ABOUT THIS EXERCISE:
In the entries, find all lines that hold the word "tools" and copy them.

DATA RECORDS:
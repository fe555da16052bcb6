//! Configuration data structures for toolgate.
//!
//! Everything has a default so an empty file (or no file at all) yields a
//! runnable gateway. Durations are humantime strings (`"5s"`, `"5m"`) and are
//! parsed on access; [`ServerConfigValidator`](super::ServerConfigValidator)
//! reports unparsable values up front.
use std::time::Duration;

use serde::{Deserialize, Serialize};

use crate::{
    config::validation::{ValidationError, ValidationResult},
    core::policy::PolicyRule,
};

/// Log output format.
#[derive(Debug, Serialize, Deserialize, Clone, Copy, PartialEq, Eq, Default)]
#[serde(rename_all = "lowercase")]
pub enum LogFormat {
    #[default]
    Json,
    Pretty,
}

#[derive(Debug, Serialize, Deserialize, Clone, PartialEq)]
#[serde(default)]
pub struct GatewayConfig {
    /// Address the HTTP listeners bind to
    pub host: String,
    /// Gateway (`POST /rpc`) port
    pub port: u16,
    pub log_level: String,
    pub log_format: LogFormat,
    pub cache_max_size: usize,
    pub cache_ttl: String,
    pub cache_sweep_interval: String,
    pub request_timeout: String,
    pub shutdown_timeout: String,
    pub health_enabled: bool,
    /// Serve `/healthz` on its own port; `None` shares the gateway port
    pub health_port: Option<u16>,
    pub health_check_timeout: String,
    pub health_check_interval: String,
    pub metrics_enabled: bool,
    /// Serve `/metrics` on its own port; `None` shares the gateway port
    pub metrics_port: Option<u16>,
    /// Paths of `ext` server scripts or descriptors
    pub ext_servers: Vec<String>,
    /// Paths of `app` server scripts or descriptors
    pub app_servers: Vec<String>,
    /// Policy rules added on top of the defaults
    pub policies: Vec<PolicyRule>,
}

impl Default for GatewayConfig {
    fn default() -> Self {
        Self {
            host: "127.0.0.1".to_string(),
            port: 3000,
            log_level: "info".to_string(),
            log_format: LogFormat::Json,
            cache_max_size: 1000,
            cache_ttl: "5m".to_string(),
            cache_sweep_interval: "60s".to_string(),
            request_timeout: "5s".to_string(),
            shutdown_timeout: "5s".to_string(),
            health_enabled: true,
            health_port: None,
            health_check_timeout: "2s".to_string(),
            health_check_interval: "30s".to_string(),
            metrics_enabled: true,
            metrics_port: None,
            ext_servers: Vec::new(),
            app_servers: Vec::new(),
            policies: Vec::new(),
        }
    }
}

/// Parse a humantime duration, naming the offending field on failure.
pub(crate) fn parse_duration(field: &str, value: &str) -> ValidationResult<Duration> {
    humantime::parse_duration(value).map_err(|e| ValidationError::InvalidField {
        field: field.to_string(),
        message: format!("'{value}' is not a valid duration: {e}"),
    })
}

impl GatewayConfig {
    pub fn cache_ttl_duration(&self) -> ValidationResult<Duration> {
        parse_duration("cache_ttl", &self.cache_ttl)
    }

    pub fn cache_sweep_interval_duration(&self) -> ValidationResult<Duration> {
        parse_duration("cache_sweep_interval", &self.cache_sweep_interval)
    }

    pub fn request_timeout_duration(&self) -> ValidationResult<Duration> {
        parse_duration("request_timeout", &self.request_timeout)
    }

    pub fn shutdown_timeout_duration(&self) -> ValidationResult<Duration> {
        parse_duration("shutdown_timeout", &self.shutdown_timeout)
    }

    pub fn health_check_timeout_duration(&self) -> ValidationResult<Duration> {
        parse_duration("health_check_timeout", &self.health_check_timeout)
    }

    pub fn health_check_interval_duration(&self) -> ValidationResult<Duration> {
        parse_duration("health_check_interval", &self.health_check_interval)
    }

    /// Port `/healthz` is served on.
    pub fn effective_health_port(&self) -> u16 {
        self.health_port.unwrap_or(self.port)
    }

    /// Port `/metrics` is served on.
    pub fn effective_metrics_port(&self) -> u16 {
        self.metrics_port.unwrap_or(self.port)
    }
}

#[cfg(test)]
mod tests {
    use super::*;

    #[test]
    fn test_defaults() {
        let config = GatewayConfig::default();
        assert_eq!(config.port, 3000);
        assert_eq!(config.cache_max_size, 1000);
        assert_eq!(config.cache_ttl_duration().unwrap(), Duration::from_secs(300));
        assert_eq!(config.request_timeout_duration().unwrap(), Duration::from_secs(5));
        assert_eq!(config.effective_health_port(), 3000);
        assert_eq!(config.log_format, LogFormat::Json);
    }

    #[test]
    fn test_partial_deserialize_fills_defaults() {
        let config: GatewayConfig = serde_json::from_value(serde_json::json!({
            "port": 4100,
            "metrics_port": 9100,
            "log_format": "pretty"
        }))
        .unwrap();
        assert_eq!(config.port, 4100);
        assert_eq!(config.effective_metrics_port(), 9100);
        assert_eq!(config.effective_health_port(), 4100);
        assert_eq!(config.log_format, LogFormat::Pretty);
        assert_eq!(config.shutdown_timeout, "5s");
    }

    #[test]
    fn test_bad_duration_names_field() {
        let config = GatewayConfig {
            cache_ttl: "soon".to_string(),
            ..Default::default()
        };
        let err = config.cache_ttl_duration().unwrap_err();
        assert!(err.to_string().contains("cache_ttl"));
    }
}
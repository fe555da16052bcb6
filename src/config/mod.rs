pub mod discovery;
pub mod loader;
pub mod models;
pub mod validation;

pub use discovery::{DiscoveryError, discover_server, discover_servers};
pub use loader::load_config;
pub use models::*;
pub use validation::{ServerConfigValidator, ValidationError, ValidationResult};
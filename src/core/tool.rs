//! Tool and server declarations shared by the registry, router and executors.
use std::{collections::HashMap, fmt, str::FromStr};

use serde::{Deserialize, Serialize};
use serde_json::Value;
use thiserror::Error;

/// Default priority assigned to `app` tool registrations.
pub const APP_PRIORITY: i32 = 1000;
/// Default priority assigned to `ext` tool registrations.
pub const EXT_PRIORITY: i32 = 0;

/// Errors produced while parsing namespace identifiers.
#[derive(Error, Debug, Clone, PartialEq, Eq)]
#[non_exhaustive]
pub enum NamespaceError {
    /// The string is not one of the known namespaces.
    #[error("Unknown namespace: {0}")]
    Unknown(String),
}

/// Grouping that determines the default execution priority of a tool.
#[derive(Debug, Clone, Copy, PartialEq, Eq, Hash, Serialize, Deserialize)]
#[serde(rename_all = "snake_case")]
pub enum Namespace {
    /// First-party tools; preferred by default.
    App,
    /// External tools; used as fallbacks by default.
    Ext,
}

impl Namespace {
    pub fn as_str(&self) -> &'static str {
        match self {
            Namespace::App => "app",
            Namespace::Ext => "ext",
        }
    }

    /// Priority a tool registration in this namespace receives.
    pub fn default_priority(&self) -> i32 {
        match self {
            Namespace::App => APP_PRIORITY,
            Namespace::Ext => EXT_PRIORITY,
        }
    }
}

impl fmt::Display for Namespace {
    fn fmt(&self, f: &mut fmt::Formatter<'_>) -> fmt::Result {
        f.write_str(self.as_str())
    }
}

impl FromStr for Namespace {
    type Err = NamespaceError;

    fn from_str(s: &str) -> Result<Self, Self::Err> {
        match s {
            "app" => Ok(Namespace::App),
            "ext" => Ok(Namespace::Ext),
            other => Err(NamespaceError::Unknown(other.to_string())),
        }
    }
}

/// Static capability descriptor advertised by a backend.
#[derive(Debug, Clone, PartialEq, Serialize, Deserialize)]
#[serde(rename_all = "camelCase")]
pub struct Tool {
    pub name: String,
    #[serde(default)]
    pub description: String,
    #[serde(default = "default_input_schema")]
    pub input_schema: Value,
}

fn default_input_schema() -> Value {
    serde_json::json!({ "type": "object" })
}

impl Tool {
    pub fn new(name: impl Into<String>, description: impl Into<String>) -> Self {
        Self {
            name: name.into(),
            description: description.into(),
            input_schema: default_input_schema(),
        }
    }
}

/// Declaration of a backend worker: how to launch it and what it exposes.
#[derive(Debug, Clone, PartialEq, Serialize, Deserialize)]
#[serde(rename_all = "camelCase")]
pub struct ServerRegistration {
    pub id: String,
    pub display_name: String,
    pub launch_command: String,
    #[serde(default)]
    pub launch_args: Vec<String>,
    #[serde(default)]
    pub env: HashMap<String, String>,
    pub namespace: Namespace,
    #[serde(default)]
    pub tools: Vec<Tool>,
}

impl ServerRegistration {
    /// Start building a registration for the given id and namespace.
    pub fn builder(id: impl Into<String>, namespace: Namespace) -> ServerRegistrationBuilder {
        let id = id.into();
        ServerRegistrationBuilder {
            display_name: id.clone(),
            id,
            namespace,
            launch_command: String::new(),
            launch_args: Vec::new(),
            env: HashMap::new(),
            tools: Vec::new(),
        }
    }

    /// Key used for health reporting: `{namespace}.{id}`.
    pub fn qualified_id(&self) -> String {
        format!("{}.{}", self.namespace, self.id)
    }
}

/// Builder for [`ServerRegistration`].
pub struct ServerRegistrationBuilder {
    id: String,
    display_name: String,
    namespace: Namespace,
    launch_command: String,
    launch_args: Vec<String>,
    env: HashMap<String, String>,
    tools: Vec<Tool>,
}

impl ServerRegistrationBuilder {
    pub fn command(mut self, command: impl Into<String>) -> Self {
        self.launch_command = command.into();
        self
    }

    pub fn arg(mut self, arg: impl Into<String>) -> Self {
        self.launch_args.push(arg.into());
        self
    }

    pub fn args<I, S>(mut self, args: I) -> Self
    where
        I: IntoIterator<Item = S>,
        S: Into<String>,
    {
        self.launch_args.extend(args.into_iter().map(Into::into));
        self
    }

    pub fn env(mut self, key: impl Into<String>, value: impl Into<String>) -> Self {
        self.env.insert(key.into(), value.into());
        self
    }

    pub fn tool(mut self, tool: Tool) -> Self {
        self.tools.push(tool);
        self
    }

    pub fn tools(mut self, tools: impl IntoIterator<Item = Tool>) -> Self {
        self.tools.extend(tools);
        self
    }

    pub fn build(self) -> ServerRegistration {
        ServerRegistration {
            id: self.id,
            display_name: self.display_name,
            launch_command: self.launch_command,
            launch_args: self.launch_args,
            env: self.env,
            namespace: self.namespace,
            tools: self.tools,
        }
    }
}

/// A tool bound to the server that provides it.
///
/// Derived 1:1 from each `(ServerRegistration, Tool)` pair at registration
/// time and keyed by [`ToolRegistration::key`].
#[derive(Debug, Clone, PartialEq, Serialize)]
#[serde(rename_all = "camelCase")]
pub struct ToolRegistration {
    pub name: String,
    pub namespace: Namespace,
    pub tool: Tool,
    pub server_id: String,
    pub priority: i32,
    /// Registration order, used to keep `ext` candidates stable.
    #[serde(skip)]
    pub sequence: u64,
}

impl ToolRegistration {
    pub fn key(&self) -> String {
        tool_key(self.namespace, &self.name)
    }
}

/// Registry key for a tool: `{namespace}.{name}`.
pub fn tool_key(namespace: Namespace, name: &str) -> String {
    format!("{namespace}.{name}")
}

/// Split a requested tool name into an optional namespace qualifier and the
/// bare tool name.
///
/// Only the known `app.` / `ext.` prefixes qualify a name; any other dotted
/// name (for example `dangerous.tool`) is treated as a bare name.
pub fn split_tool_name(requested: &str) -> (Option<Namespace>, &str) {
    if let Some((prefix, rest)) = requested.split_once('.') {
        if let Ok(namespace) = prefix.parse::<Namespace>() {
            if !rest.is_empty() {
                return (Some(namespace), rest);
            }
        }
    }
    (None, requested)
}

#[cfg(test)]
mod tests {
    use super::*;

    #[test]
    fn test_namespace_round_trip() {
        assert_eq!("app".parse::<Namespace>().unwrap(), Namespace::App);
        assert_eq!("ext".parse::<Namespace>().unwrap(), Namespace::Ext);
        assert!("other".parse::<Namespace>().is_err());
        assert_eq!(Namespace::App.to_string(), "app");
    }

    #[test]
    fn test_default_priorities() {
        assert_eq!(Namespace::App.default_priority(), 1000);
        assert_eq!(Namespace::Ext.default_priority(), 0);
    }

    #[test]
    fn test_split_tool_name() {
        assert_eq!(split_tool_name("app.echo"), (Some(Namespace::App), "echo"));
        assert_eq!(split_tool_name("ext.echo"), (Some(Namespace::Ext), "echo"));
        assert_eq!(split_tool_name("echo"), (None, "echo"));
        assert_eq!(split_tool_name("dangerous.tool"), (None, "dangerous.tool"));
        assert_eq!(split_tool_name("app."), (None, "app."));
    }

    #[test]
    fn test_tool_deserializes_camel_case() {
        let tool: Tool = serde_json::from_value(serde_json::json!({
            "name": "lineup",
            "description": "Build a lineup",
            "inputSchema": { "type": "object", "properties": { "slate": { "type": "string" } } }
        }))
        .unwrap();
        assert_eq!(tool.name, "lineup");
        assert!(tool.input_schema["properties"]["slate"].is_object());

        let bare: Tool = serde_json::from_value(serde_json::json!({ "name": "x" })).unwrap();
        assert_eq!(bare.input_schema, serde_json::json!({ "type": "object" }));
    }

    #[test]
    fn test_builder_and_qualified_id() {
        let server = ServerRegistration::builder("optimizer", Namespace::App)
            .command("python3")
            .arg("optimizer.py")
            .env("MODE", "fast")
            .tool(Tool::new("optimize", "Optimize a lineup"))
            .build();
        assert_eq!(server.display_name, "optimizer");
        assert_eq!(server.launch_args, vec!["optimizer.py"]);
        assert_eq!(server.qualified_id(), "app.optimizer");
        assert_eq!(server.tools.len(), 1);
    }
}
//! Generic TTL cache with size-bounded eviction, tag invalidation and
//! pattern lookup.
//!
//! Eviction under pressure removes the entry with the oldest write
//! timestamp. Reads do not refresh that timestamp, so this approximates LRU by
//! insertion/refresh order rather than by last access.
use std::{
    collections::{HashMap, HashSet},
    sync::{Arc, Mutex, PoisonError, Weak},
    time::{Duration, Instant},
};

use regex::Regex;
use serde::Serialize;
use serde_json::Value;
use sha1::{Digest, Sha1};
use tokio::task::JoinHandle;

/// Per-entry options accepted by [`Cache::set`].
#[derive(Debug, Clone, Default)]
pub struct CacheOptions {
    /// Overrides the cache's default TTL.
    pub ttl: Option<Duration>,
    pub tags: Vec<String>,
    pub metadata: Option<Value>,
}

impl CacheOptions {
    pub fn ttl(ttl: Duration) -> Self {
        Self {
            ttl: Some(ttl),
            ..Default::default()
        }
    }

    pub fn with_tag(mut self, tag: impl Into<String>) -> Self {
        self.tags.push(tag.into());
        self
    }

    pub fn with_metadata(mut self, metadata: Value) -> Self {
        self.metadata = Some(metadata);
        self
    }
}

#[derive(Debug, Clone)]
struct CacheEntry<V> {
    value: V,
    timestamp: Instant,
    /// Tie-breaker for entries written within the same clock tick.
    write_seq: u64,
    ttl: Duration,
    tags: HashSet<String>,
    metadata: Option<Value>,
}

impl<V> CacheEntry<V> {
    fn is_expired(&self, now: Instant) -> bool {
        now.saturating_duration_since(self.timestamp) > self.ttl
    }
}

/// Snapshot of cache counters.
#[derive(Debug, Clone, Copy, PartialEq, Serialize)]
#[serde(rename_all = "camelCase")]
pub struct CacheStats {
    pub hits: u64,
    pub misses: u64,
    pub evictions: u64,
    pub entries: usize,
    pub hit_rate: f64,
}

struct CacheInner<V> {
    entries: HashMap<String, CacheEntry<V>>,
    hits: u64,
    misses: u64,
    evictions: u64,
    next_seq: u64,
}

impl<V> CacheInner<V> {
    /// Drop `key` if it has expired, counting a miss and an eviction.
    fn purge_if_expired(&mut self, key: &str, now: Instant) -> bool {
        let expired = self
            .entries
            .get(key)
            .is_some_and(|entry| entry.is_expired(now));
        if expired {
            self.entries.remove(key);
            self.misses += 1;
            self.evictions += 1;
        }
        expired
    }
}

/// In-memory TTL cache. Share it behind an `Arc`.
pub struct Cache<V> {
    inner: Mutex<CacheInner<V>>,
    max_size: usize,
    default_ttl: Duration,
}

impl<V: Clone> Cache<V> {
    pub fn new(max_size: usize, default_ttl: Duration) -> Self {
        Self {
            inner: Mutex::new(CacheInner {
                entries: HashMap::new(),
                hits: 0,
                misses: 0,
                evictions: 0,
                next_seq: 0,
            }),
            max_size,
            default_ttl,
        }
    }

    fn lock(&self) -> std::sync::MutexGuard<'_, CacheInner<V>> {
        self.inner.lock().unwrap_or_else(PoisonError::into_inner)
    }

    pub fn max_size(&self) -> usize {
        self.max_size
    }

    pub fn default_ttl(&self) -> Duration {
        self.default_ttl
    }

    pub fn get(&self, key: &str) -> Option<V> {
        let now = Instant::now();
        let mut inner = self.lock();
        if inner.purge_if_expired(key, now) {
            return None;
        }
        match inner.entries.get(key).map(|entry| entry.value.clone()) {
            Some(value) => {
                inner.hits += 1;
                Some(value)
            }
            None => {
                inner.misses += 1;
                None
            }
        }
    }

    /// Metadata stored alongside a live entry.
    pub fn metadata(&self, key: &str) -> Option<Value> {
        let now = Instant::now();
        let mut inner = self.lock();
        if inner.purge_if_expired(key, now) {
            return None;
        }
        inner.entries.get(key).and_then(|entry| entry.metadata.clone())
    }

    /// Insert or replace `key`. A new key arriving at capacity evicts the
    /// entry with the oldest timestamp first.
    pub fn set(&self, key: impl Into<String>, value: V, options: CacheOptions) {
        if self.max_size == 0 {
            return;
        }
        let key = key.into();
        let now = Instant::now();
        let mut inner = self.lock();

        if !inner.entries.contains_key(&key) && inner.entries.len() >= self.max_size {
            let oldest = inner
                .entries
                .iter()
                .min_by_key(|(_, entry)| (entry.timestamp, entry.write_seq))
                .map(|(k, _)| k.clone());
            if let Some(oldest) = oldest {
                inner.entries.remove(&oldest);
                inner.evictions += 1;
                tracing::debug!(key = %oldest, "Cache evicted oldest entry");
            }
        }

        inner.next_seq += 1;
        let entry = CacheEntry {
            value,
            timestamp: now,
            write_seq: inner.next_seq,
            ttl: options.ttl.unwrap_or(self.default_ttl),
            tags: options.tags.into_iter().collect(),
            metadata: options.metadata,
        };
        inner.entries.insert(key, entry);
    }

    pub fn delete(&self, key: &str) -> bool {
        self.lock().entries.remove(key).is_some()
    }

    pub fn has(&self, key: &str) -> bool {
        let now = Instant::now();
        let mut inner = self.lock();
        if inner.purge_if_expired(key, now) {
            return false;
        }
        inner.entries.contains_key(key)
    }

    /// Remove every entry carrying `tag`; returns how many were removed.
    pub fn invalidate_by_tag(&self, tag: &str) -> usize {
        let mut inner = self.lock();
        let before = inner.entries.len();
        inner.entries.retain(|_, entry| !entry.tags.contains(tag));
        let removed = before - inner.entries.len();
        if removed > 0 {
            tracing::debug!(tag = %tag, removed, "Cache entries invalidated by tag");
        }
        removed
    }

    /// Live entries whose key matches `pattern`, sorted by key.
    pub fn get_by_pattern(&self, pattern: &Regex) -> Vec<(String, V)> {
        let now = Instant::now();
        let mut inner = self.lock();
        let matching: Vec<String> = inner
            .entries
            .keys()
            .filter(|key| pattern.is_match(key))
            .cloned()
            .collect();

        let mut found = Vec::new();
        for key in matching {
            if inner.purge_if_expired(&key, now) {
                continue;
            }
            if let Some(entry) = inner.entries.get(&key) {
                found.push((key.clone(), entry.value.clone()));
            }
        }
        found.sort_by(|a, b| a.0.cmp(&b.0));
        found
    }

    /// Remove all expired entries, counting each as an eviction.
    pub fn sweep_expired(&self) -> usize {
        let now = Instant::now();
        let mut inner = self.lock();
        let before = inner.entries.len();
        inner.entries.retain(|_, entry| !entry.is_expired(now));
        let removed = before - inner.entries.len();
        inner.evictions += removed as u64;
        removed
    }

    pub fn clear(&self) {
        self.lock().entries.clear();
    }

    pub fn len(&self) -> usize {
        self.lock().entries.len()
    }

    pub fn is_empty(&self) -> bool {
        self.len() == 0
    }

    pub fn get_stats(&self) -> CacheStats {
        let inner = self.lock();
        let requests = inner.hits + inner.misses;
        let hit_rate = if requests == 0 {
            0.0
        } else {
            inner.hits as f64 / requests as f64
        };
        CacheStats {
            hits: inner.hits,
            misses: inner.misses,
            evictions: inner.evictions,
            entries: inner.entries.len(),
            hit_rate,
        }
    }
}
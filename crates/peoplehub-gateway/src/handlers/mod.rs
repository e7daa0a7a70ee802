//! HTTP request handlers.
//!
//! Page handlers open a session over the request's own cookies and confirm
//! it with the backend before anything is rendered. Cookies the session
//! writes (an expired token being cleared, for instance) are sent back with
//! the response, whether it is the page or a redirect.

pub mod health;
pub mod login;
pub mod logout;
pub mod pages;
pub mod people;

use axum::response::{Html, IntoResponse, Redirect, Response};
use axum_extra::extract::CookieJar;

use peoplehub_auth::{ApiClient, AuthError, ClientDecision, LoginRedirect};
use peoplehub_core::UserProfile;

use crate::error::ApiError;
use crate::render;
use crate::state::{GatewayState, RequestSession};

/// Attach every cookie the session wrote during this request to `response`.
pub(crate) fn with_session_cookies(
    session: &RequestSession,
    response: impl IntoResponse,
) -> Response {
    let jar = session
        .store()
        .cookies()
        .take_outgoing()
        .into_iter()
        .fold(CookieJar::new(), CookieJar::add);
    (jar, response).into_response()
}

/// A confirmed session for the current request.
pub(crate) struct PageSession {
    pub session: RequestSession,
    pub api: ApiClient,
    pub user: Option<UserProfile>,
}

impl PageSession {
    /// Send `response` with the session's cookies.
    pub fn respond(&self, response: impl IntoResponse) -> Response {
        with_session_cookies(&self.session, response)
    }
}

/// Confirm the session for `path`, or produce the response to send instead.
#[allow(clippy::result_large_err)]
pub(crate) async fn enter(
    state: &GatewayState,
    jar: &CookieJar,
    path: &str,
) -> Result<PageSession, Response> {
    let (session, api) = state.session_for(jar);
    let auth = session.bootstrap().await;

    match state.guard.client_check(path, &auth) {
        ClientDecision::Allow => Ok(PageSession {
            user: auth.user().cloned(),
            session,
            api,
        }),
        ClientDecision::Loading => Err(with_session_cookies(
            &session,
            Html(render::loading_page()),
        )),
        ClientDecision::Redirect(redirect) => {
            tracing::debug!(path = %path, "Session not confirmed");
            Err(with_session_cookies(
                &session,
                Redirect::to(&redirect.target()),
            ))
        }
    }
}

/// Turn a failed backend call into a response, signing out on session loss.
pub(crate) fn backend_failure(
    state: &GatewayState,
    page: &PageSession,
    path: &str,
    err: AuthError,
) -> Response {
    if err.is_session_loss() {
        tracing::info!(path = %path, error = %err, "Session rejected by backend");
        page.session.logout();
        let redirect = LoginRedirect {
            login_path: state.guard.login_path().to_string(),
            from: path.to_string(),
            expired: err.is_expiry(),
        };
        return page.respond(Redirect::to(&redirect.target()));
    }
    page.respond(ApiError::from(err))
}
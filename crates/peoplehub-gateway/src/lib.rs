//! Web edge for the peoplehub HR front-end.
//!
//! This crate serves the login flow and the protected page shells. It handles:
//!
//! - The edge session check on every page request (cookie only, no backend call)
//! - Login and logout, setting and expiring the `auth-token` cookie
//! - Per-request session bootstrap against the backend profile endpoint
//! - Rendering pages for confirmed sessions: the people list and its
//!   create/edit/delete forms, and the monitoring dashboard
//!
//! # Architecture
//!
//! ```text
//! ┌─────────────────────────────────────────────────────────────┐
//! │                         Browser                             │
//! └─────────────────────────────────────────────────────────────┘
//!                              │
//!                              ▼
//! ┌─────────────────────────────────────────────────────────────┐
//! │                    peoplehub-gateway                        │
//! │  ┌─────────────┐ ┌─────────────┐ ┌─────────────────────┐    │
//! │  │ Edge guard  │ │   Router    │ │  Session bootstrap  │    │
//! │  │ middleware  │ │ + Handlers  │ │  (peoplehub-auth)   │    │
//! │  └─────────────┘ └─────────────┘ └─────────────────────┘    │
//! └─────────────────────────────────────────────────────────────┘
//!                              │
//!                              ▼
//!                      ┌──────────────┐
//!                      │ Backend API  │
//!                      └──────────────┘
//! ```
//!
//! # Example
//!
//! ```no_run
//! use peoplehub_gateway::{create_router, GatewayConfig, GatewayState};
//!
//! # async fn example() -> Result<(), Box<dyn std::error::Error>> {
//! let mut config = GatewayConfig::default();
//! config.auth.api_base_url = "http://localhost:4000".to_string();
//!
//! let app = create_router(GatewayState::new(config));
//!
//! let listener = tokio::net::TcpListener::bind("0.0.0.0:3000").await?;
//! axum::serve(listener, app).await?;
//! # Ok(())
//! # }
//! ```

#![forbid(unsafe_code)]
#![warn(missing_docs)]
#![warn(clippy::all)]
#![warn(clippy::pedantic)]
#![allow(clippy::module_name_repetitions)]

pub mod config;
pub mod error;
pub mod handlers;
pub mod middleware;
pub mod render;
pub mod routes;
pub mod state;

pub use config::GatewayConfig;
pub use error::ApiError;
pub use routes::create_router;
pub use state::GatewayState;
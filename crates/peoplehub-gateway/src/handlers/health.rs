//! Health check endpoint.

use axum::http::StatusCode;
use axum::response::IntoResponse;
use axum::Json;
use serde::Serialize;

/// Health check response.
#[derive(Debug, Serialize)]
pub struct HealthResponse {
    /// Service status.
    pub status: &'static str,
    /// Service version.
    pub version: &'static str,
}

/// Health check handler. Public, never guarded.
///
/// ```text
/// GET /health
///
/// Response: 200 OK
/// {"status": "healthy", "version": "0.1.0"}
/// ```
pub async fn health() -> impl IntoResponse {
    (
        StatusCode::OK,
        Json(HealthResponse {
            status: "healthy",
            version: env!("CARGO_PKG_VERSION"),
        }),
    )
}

THE ANSWER:
    /// First-party tools; preferred by default.
    /// External tools; used as fallbacks by default.
    pub tools: Vec<Tool>,
            tools: Vec::new(),
    tools: Vec<Tool>,
        self.tools.push(tool);
    pub fn tools(mut self, tools: impl IntoIterator<Item = Tool>) -> Self {
        self.tools.extend(tools);
            tools: self.tools,
        assert_eq!(server.tools.len(), 1);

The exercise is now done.